Google SERPs shows the 1 page excluded by robots.txt and no other!

Forum Moderators: Robert Charlton & goodroi

Message Too Old, No Replies

Google SERPs shows the 1 page excluded by robots.txt and no other!

penders

3:18 pm on Jan 14, 2010 (gmt 0)

A new website with just a few pages. Sitemap file submitted (and accepted) with all the pages that should be indexed. But the only page that so far appears in Google SERPs is the 1 page that should be excluded by robots.txt (the privacy policy) and which does not appear in the Sitemap.xml file! Webmaster tools correctly shows that 1 page as being excluded by robots.txt.

That 1 page is not properly indexed by G, the title and description are omitted, but the link is still present. It's made worse by the fact that none of the 'real' pages so far appear in the SERPs.

Why does that 1 page appear? What other measures should/could have been taken in order to prevent a page (or even its link) from appearing at all in the SERPs?

Thanks.

tedster

5:56 pm on Jan 14, 2010 (gmt 0)

You mean the home page isn't showing? That sounds like a bug somewhere. Of course a google bug is always possible, but given what you are seeing with the privacy page, I wonder if your robots.txt syntax is sound - and saying what you intend it to say.

Webmaster Tools has a robots.txt checking utility - it can be quite helpful.

penders

7:39 pm on Jan 14, 2010 (gmt 0)

You mean the home page isn't showing?

Well, it wasn't, but it is now! A few hours later and the home page is now at the top of the list (doing a regular search for the company name), and the privacy page has dropped off the SERPs! Good.

However, if I do a site search (ie. site:www.example.com) and include omitted results then the privacy page (or at least a link to it) is still there. No matter really in this case, but why is it there at all?

Webmaster Tools has a robots.txt checking utility...

Yes, Webmaster Tools reports that the privacy page/URL is restricted by robots.txt. However, it is not preventing the URL from appearing in google SERPs. The title and description are not shown and the page does not appear to have been spidered by Google (no record in my stats).

TheMadScientist

7:50 pm on Jan 14, 2010 (gmt 0)

why is it there at all?

Because it's excluded in robots.txt and there's a link to it somewhere on the web.

Disallow in robots.txt is NOT the same as noindex. Disallowing keeps them from spidering the page (in theory, there have been reports they do anyway occasionally, but it could simply be a glitch or incorrect robots.txt when they do), but since there is a link to it, they consider it a page, so they show the URL only link. It's not an error. It's something they clearly state they do. If you do not want the page to show in the index (results) then use the URL removal tool, or allow them to crawl the page and put a noindex tag on it and it will disappear.
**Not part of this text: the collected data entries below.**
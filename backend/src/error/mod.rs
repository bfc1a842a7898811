//! Centralized error handling for PassVault
//!
//! `ServiceError` is the domain taxonomy returned by every lifecycle, dispute,
//! approval and chat operation. `ApiError` is the HTTP surface: it maps each
//! domain error to a status code and a JSON error body.

use axum::{
    http::StatusCode,
    response::{IntoResponse, Response},
    Json,
};
use serde::Serialize;
use thiserror::Error;

use crate::store::StoreError;

/// Domain error taxonomy for the escrow core
#[derive(Error, Debug, Clone, PartialEq, Eq)]
pub enum ServiceError {
    /// Operation is illegal in the current lifecycle phase
    #[error("Invalid state: {0}")]
    InvalidState(String),

    /// Caller lacks the required relationship to the resource
    #[error("Forbidden: {0}")]
    Forbidden(String),

    #[error("Not found: {0}")]
    NotFound(String),

    /// Duplicate active record (payment, dispute, approval)
    #[error("Conflict: {0}")]
    Conflict(String),

    /// Automatic release attempted before the escrow deadline
    #[error("Too early: {0}")]
    TooEarly(String),

    /// The transaction was already completed by another path
    #[error("Transaction {0} is already completed")]
    AlreadyCompleted(i64),

    #[error("Payment gateway unavailable: {0}")]
    GatewayUnavailable(String),

    #[error("Could not generate a unique protocol number after {0} attempts")]
    ProtocolGenerationFailed(u32),

    /// Payer lacks an identity credential the gateway needs
    #[error("Missing identity: {0}")]
    MissingIdentity(String),

    /// The resource existed but has expired
    #[error("Gone: {0}")]
    Gone(String),

    #[error("Required: {0}")]
    Required(String),

    #[error("Validation error: {0}")]
    Validation(String),

    #[error("Storage error: {0}")]
    Store(String),
}

impl From<StoreError> for ServiceError {
    fn from(err: StoreError) -> Self {
        match err {
            StoreError::NotFound(what) => ServiceError::NotFound(what),
            StoreError::UniqueViolation(constraint) => {
                ServiceError::Conflict(format!("duplicate record ({})", constraint))
            }
            StoreError::Database(msg) => ServiceError::Store(msg),
        }
    }
}

impl From<validator::ValidationErrors> for ServiceError {
    fn from(err: validator::ValidationErrors) -> Self {
        ServiceError::Validation(err.to_string())
    }
}

pub type ServiceResult<T> = Result<T, ServiceError>;

/// API error type with HTTP status code mapping
#[derive(Error, Debug)]
pub enum ApiError {
    #[error("Resource not found: {0}")]
    NotFound(String),

    #[error("Bad request: {0}")]
    BadRequest(String),

    #[error("Unauthorized: {0}")]
    Unauthorized(String),

    #[error("Forbidden: {0}")]
    Forbidden(String),

    #[error("Conflict: {0}")]
    Conflict(String),

    #[error("Gone: {0}")]
    Gone(String),

    #[error("Unprocessable entity: {0}")]
    UnprocessableEntity(String),

    #[error("Too many requests")]
    TooManyRequests,

    #[error("Internal server error: {0}")]
    InternalError(String),

    #[error("Service unavailable: {0}")]
    ServiceUnavailable(String),

    #[error("Database error: {0}")]
    DatabaseError(String),

    #[error("External service error: {0}")]
    ExternalServiceError(String),

    #[error("Validation error: {0}")]
    ValidationError(String),

    /// Domain error surfaced verbatim with its own code
    #[error("{0}")]
    Domain(ServiceError),
}

/// JSON error response body
#[derive(Serialize)]
pub struct ErrorResponse {
    pub error: ErrorDetails,
}

/// Error details in the response
#[derive(Serialize)]
pub struct ErrorDetails {
    pub code: String,
    pub message: String,
    #[serde(skip_serializing_if = "Option::is_none")]
    pub details: Option<String>,
}

impl ServiceError {
    pub fn error_code(&self) -> &'static str {
        match self {
            ServiceError::InvalidState(_) => "INVALID_STATE",
            ServiceError::Forbidden(_) => "FORBIDDEN",
            ServiceError::NotFound(_) => "NOT_FOUND",
            ServiceError::Conflict(_) => "CONFLICT",
            ServiceError::TooEarly(_) => "TOO_EARLY",
            ServiceError::AlreadyCompleted(_) => "ALREADY_COMPLETED",
            ServiceError::GatewayUnavailable(_) => "GATEWAY_UNAVAILABLE",
            ServiceError::ProtocolGenerationFailed(_) => "PROTOCOL_GENERATION_FAILED",
            ServiceError::MissingIdentity(_) => "MISSING_IDENTITY",
            ServiceError::Gone(_) => "GONE",
            ServiceError::Required(_) => "REQUIRED",
            ServiceError::Validation(_) => "VALIDATION_ERROR",
            ServiceError::Store(_) => "DATABASE_ERROR",
        }
    }

    pub fn status_code(&self) -> StatusCode {
        match self {
            ServiceError::InvalidState(_)
            | ServiceError::Conflict(_)
            | ServiceError::AlreadyCompleted(_) => StatusCode::CONFLICT,
            ServiceError::Forbidden(_) => StatusCode::FORBIDDEN,
            ServiceError::NotFound(_) => StatusCode::NOT_FOUND,
            ServiceError::TooEarly(_)
            | ServiceError::Required(_)
            | ServiceError::Validation(_) => StatusCode::BAD_REQUEST,
            ServiceError::GatewayUnavailable(_) => StatusCode::BAD_GATEWAY,
            ServiceError::ProtocolGenerationFailed(_) | ServiceError::Store(_) => {
                StatusCode::INTERNAL_SERVER_ERROR
            }
            ServiceError::MissingIdentity(_) => StatusCode::UNPROCESSABLE_ENTITY,
            ServiceError::Gone(_) => StatusCode::GONE,
        }
    }
}

impl ApiError {
    /// Get the error code string
    pub fn error_code(&self) -> &'static str {
        match self {
            ApiError::NotFound(_) => "NOT_FOUND",
            ApiError::BadRequest(_) => "BAD_REQUEST",
            ApiError::Unauthorized(_) => "UNAUTHORIZED",
            ApiError::Forbidden(_) => "FORBIDDEN",
            ApiError::Conflict(_) => "CONFLICT",
            ApiError::Gone(_) => "GONE",
            ApiError::UnprocessableEntity(_) => "UNPROCESSABLE_ENTITY",
            ApiError::TooManyRequests => "TOO_MANY_REQUESTS",
            ApiError::InternalError(_) => "INTERNAL_ERROR",
            ApiError::ServiceUnavailable(_) => "SERVICE_UNAVAILABLE",
            ApiError::DatabaseError(_) => "DATABASE_ERROR",
            ApiError::ExternalServiceError(_) => "EXTERNAL_SERVICE_ERROR",
            ApiError::ValidationError(_) => "VALIDATION_ERROR",
            ApiError::Domain(err) => err.error_code(),
        }
    }

    /// Get the HTTP status code
    pub fn status_code(&self) -> StatusCode {
        match self {
            ApiError::NotFound(_) => StatusCode::NOT_FOUND,
            ApiError::BadRequest(_) => StatusCode::BAD_REQUEST,
            ApiError::Unauthorized(_) => StatusCode::UNAUTHORIZED,
            ApiError::Forbidden(_) => StatusCode::FORBIDDEN,
            ApiError::Conflict(_) => StatusCode::CONFLICT,
            ApiError::Gone(_) => StatusCode::GONE,
            ApiError::UnprocessableEntity(_) => StatusCode::UNPROCESSABLE_ENTITY,
            ApiError::TooManyRequests => StatusCode::TOO_MANY_REQUESTS,
            ApiError::InternalError(_) => StatusCode::INTERNAL_SERVER_ERROR,
            ApiError::ServiceUnavailable(_) => StatusCode::SERVICE_UNAVAILABLE,
            ApiError::DatabaseError(_) => StatusCode::INTERNAL_SERVER_ERROR,
            ApiError::ExternalServiceError(_) => StatusCode::BAD_GATEWAY,
            ApiError::ValidationError(_) => StatusCode::BAD_REQUEST,
            ApiError::Domain(err) => err.status_code(),
        }
    }
}

impl IntoResponse for ApiError {
    fn into_response(self) -> Response {
        let status = self.status_code();
        let error_code = self.error_code();
        let message = self.to_string();

        if status.is_server_error() {
            tracing::error!(error = %message, code = %error_code, "Server error occurred");
        } else {
            tracing::debug!(error = %message, code = %error_code, "Client error occurred");
        }

        let body = ErrorResponse {
            error: ErrorDetails {
                code: error_code.to_string(),
                message,
                details: None,
            },
        };

        (status, Json(body)).into_response()
    }
}

// Convenience conversions from common error types

impl From<ServiceError> for ApiError {
    fn from(err: ServiceError) -> Self {
        ApiError::Domain(err)
    }
}

impl From<StoreError> for ApiError {
    fn from(err: StoreError) -> Self {
        ApiError::Domain(err.into())
    }
}

impl From<validator::ValidationErrors> for ApiError {
    fn from(err: validator::ValidationErrors) -> Self {
        ApiError::ValidationError(err.to_string())
    }
}

impl From<serde_json::Error> for ApiError {
    fn from(err: serde_json::Error) -> Self {
        ApiError::BadRequest(format!("Invalid JSON: {}", err))
    }
}

/// Result type alias using ApiError
pub type ApiResult<T> = Result<T, ApiError>;
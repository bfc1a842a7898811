//! Authentication module for PassVault
//!
//! Bearer JWT verification. Token issuance belongs to the account service.

mod jwt;

pub use jwt::{generate_access_token, identity_from_claims, verify_token, Claims, JwtError, JwtSecret};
(Note, however, that while Google won't crawl or index the content of pages blocked by robots.txt, we may still index the URLs if we find them on other pages on the web.)

Removing Your Own Content from Google [google.com]

jdMorgan

8:13 pm on Jan 14, 2010 (gmt 0)

Unless you have a good number of links from other sites pointed to your domain, I'd say what you're seeing is Google's URL-only linking behavior described above, combined with insufficient time allowed for Google to find links and spider your site.

Instead of fretting about this for a month, work on content and back-links. Once Google finds a few links, things will sort themselves out.

Jim

penders

3:15 pm on Jan 15, 2010 (gmt 0)

Because it's excluded in robots.txt and there's a link to it somewhere on the web. ... Disallow in robots.txt is NOT the same as noindex. ...

No links elsewhere on the web (I'm pretty sure) - just quite a few internal ones. But yes, thanks for the explanation. It was that 1 URL getting listed before all the others that threw me initially.

Many thanks for the clarity - no fret. ;)

supafresh

3:56 pm on Jan 15, 2010 (gmt 0)

If google follows a link to your website it checks the robots.txt downloads your rules and then spiders your site.

If you have enough links to the page google might show the URL as a result in a search query, just remove it in Webmaster tools.

TheMadScientist

5:47 pm on Jan 15, 2010 (gmt 0)

No links elsewhere on the web (I'm pretty sure) - just quite a few internal ones.

Just to overly clarify:
By somewhere on the web, I meant somewhere on the web, which includes your website...

It was that 1 URL getting listed before all the others that threw me initially.

My guess is it's because there's really not much to process, score, rank, organize, attempt to determine the meaning of, etc. since it's only a URL they're listing. No HTML to parse. No language to attempt to decipher. No 'similar pages' to compare to. IOW: It's just a URL, which means it takes less time to process than a page.